Data under study:

^^^^^^^^^^^^^^^^

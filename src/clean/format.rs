//! Formatting helpers shared by the cleaning strategies.

use crate::Message;

/// How many characters of a reply target's text are shown in previews.
pub(crate) const REPLY_PREVIEW_CHARS: usize = 50;

/// Full timestamp, used by context output and privacy level 3.
pub(crate) const TS_SECONDS: &str = "%Y-%m-%d %H:%M:%S";

/// Minute-precision timestamp, used by privacy level 2 and size level 3.
pub(crate) const TS_MINUTES: &str = "%Y-%m-%d %H:%M";

/// Compact timestamp for size level 2.
pub(crate) const TS_COMPACT: &str = "%m/%d %H:%M";

/// Sender fallback order: display name, stable id, "Unknown".
pub(crate) fn sender_label(message: &Message) -> &str {
    message
        .from_user
        .as_deref()
        .or(message.from_id.as_deref())
        .unwrap_or("Unknown")
}

/// One-line rendering: `[timestamp] sender: text`.
///
/// Parts without data are omitted; an entirely empty message renders as
/// just `sender:`.
pub(crate) fn format_basic(message: &Message) -> String {
    let mut parts = Vec::new();

    if let Some(date) = message.date {
        parts.push(format!("[{}]", date.format(TS_SECONDS)));
    }

    parts.push(format!("{}:", sender_label(message)));

    let text = message.text.trim();
    if !text.is_empty() {
        parts.push(text.to_string());
    }

    parts.join(" ")
}

/// Reply-context preview: `[Reply to <sender>: <first 50 chars>...]`.
///
/// Returns `None` when the target has no text to preview.
pub(crate) fn reply_preview(sender: &str, target_text: &str) -> Option<String> {
    let preview = truncate_chars(target_text, REPLY_PREVIEW_CHARS);
    if preview.is_empty() {
        return None;
    }
    Some(format!("[Reply to {sender}: {preview}...]"))
}

/// Truncates to at most `limit` characters, respecting UTF-8 boundaries.
pub(crate) fn truncate_chars(s: &str, limit: usize) -> &str {
    match s.char_indices().nth(limit) {
        Some((idx, _)) => &s[..idx],
        None => s,
    }
}

#[cfg(test)]
mod tests {
    use super::*;
    use crate::MessageKind;
    use chrono::{TimeZone, Utc};

    #[test]
    fn test_sender_label_fallback() {
        let named = Message::new(1, MessageKind::Message).with_from_user("Alice");
        assert_eq!(sender_label(&named), "Alice");

        let id_only = Message::new(1, MessageKind::Message).with_from_id("user1");
        assert_eq!(sender_label(&id_only), "user1");

        let anon = Message::new(1, MessageKind::Message);
        assert_eq!(sender_label(&anon), "Unknown");
    }

    #[test]
    fn test_format_basic() {
        let ts = Utc.with_ymd_and_hms(2024, 6, 15, 12, 0, 0).unwrap();
        let msg = Message::new(1, MessageKind::Message)
            .with_from_user("Alice")
            .with_text("hello")
            .with_date(ts);
        assert_eq!(format_basic(&msg), "[2024-06-15 12:00:00] Alice: hello");
    }

    #[test]
    fn test_format_basic_without_date() {
        let msg = Message::new(1, MessageKind::Message)
            .with_from_user("Alice")
            .with_text("hello");
        assert_eq!(format_basic(&msg), "Alice: hello");
    }

    #[test]
    fn test_truncate_chars_multibyte() {
        assert_eq!(truncate_chars("привет", 3), "при");
        assert_eq!(truncate_chars("short", 50), "short");
        assert_eq!(truncate_chars("", 10), "");
    }

    #[test]
    fn test_reply_preview() {
        let long = "x".repeat(80);
        let preview = reply_preview("Bob", &long).unwrap();
        assert_eq!(preview, format!("[Reply to Bob: {}...]", "x".repeat(50)));

        assert!(reply_preview("Bob", "").is_none());
    }
}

^^^^^^^^^^^^^^^^

Work required:
Filter the records for lines holding the string "Some". Copy each one.

Response box:
    if let Some(date) = message.date {
    Some(format!("[Reply to {sender}: {preview}...]"))
        Some((idx, _)) => &s[..idx],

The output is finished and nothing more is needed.